Cerco di attivare strategie, faccio multi marketing, se mi passi la definizione commerciale del mio operato di scrittore. Quando scrivo cerco di essere libero da condizionamenti di mercato, ma una volta che il libro è finito l’obiettivo è raggiungere più gente possibile in tutti i modi a mia disposizione. I social network sono un buon viatico per arrivare alle persone e interfacciarsi con loro, così come le presentazioni, il presenzialismo laddove richiesto, i contatti con la stampa, le newsletter. In armonia con tutti però, senza ruffianerie ed arrivismi

Qual è la difficiltà dell’essere scrittore oggi?
Uscire dalla piccola e media editoria ed arrivare ai grandi gruppi. Fare il salto, affrancarsi dal limbo. Il rischio è quello di stazionare perennemente nelle terre di mezzo, senza nulla togliere al fatto che ritengo pubblicare comunque un privilegio. Io continuo a lavorare andando avanti a testa bassa, poi si vedrà.

E il grande piacere?
Quello comunque di mettere le proprie storie a disposizione delle persone, sapere che ognuno può leggerti e fare propri i tuoi incubi. Questa è la meraviglia della scrittura. La consapevolezza di esserci, di generare creature e immaginari, di evocare mondi. Questo è impagabile

Dicci qualcosa di te che non immaginiamo
Che nonostante le cose terribili che scrivo nella vita sono un esserino sensibile? Che mi piace la gente, la vita, il lavoro che faccio, e che scrivere è uno scavare lati oscuri che nella vita di tutti i giorni sono poco visibili? Sai quanti dopo avermi conosciuto mi chiedono: ma sei sicuro di essere lo stesso che ha scritto “Cattivo” e “Non fare la cosa giusta”?

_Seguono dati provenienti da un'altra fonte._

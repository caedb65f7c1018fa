//! Read-through / write-through cache in front of any [`KeyValueStore`].

mod entry_cache;

use crate::config::CacheConfig;
use crate::error::Result;
use crate::iterator::KvIterator;
use crate::{Batch, KeyRange, KeyValueStore};
use entry_cache::{EntryCache, Lookup};
use parking_lot::RwLock;
use serde::Serialize;
use std::collections::HashSet;
use std::sync::atomic::{AtomicU64, Ordering};
use std::sync::Arc;
use std::time::Instant;
use tracing::{info, trace};

type ExclusionPredicate = Arc<dyn Fn(&[u8]) -> bool + Send + Sync>;

#[derive(Debug, Default)]
struct CacheCounters {
    hits: AtomicU64,
    misses: AtomicU64,
    bypasses: AtomicU64,
    inserts: AtomicU64,
    evictions: AtomicU64,
    expirations: AtomicU64,
}

impl CacheCounters {
    fn bump(counter: &AtomicU64, by: u64) {
        counter.fetch_add(by, Ordering::Relaxed);
    }
}

/// Point-in-time view of the cache counters.
#[derive(Debug, Clone, Default, PartialEq, Eq, Serialize)]
pub struct CacheStats {
    pub hits: u64,
    pub misses: u64,
    /// Reads that skipped the cache because it was disabled or the key is excluded.
    pub bypasses: u64,
    pub inserts: u64,
    pub evictions: u64,
    pub expirations: u64,
    pub entries: usize,
    pub bytes: usize,
}

impl CacheStats {
    pub fn hit_rate(&self) -> f64 {
        let total = self.hits + self.misses;
        if total > 0 {
            self.hits as f64 / total as f64
        } else {
            0.0
        }
    }
}

struct CacheState {
    enabled: bool,
    entries: EntryCache,
}

/// Caches point reads of a wrapped store, which stays the only source of truth.
///
/// * `get` serves cacheable keys from the cache and fills it on a miss.
///   Absent keys are not cached, and a failed remote read leaves the cache alone.
/// * `put` and `delete` update the cache best-effort and then the remote store,
///   whose result is what the caller sees.
/// * `has`, batches, iterators, `stat`, `compact` and `close` go straight to
///   the remote store. Writes made through a batch do not refresh cached
///   entries; those keys may read stale until their TTL runs out.
///
/// Consistency is eventual: a `get` that misses can race a concurrent `put`
/// of the same key and re-insert the older value it read. The cache lock is
/// never held across a remote call.
pub struct CachedStore<S: KeyValueStore> {
    remote: S,
    state: RwLock<CacheState>,
    exclude: ExclusionPredicate,
    counters: CacheCounters,
}

impl<S: KeyValueStore> CachedStore<S> {
    pub fn new(remote: S, config: CacheConfig) -> Result<Self> {
        config.validate()?;
        let excluded: HashSet<Vec<u8>> = config
            .excluded_keys
            .iter()
            .map(|key| key.as_bytes().to_vec())
            .collect();

        Ok(Self {
            remote,
            state: RwLock::new(CacheState {
                enabled: config.enabled,
                entries: EntryCache::new(config.max_entries, config.max_bytes, config.ttl),
            }),
            exclude: Arc::new(move |key: &[u8]| excluded.contains(key)),
            counters: CacheCounters::default(),
        })
    }

    /// Adds a rule for keys that must always be read from the remote store.
    /// Keys listed in the config stay excluded.
    pub fn with_exclusion<F>(mut self, predicate: F) -> Self
    where
        F: Fn(&[u8]) -> bool + Send + Sync + 'static,
    {
        let previous = self.exclude.clone();
        self.exclude = Arc::new(move |key: &[u8]| previous(key) || predicate(key));
        self
    }

    pub fn remote(&self) -> &S {
        &self.remote
    }

    pub fn into_remote(self) -> S {
        self.remote
    }

    pub fn is_enabled(&self) -> bool {
        self.state.read().enabled
    }

    /// Turning the cache off drops every entry, since writes made while it is
    /// off would otherwise leave stale copies behind.
    pub fn set_enabled(&self, enabled: bool) {
        let mut state = self.state.write();
        state.enabled = enabled;
        if !enabled {
            state.entries.clear();
        }
        info!(enabled, "Read cache toggled");
    }

    /// Whether reads of `key` may be served from the cache right now.
    pub fn is_cacheable(&self, key: &[u8]) -> bool {
        let enabled = self.state.read().enabled;
        enabled && !(self.exclude)(key)
    }

    /// True if a live entry for `key` is cached. Does not count as a read.
    pub fn is_cached(&self, key: &[u8]) -> bool {
        matches!(
            self.state.read().entries.lookup(key, Instant::now()),
            Lookup::Hit(_)
        )
    }

    pub fn stats(&self) -> CacheStats {
        let (entries, bytes) = {
            let state = self.state.read();
            (state.entries.len(), state.entries.bytes())
        };
        CacheStats {
            hits: self.counters.hits.load(Ordering::Relaxed),
            misses: self.counters.misses.load(Ordering::Relaxed),
            bypasses: self.counters.bypasses.load(Ordering::Relaxed),
            inserts: self.counters.inserts.load(Ordering::Relaxed),
            evictions: self.counters.evictions.load(Ordering::Relaxed),
            expirations: self.counters.expirations.load(Ordering::Relaxed),
            entries,
            bytes,
        }
    }

    pub fn log_stats(&self) {
        let stats = self.stats();
        info!(
            hits = stats.hits,
            misses = stats.misses,
            bypasses = stats.bypasses,
            evictions = stats.evictions,
            expirations = stats.expirations,
            entries = stats.entries,
            bytes = stats.bytes,
            hit_rate = stats.hit_rate(),
            "Read cache statistics"
        );
    }

    fn cache_lookup(&self, key: &[u8]) -> Option<Vec<u8>> {
        let now = Instant::now();
        let lookup = self.state.read().entries.lookup(key, now);
        match lookup {
            Lookup::Hit(value) => {
                CacheCounters::bump(&self.counters.hits, 1);
                return Some(value);
            }
            Lookup::Expired => {
                if self.state.write().entries.remove_expired(key, now) {
                    CacheCounters::bump(&self.counters.expirations, 1);
                }
            }
            Lookup::Miss => {}
        }
        CacheCounters::bump(&self.counters.misses, 1);
        None
    }

    fn cache_insert(&self, key: &[u8], value: &[u8]) {
        let outcome = {
            let mut state = self.state.write();
            if !state.enabled {
                return;
            }
            state.entries.insert(key, value, Instant::now())
        };
        match outcome {
            Some(evicted) => {
                CacheCounters::bump(&self.counters.inserts, 1);
                CacheCounters::bump(&self.counters.evictions, evicted as u64);
            }
            None => trace!(
                key_len = key.len(),
                value_len = value.len(),
                "Value larger than cache bound, not cached"
            ),
        }
    }

    fn cache_remove(&self, key: &[u8]) {
        self.state.write().entries.remove(key);
    }
}

impl<S: KeyValueStore> KeyValueStore for CachedStore<S> {
    /// Always answered by the remote store: the cache does not track absence.
    fn has(&self, key: &[u8]) -> Result<bool> {
        self.remote.has(key)
    }

    fn get(&self, key: &[u8]) -> Result<Option<Vec<u8>>> {
        let cacheable = self.is_cacheable(key);
        if cacheable {
            if let Some(value) = self.cache_lookup(key) {
                return Ok(Some(value));
            }
        } else {
            CacheCounters::bump(&self.counters.bypasses, 1);
        }

        let value = self.remote.get(key)?;
        if cacheable {
            if let Some(value) = &value {
                self.cache_insert(key, value);
            }
        }
        Ok(value)
    }

    fn put(&self, key: &[u8], value: &[u8]) -> Result<()> {
        if self.is_cacheable(key) {
            self.cache_insert(key, value);
        }
        if let Err(err) = self.remote.put(key, value) {
            // The remote store rejected the write, so the cached copy is not the truth.
            self.cache_remove(key);
            return Err(err);
        }
        Ok(())
    }

    fn delete(&self, key: &[u8]) -> Result<()> {
        self.cache_remove(key);
        self.remote.delete(key)
    }

    fn new_batch(&self) -> Box<dyn Batch + '_> {
        self.remote.new_batch()
    }

    fn iter_range(&self, range: KeyRange) -> Result<KvIterator<'_>> {
        self.remote.iter_range(range)
    }

    fn stat(&self, property: &str) -> Result<String> {
        self.remote.stat(property)
    }

    fn compact(&self, start: Option<&[u8]>, limit: Option<&[u8]>) -> Result<()> {
        self.remote.compact(start, limit)
    }

    fn close(&self) -> Result<()> {
        self.log_stats();
        self.remote.close()
    }
}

Una volta in cui non hai fatto la cosa giusta
Sono talmente tante le volte che non ho fatto la cosa giusta che non saprei davvero da dove cominciare. Diciamo le volte che ho sbagliato sapendo di fare qualcosa che non andava fatto, l’errore deliberato con cognizione di causa, le volte che ho ferito qualcuno con sadica consapevolezza. Purtroppo è successo.

Una volta in cui hai fatto la cosa giusta
Quando scrivo ho spesso la sensazione di fare la cosa giusta. Quando ho scritto “Non fare la cosa giusta”, per esempio, e molti editori mi hanno detto “Bello, ma troppo duro, bisogna edulcorarlo”. Io non l’ho fatto e ho perseguito la mia strada. Secondo me ne è uscito il mio libro migliore e dati di vendita e feedback di pubblico confermano la mia convinzione. Presuntuoso?

Progetti?
Un libro già finito, NEVERMIND, romanzo corale con cinque protagoniste femminili e un sabato sera che finisce male. Stavolta ho puntato tutto sul cinismo, sulla non moralizzazione del branco che porta a prescindere da ogni cosa, anche dalle proprie convinzioni.

Ci saluti con una citazione?
Carver: “Se una cosa può essere detta con dieci parole non usarne quindici o venti. Usane dieci.”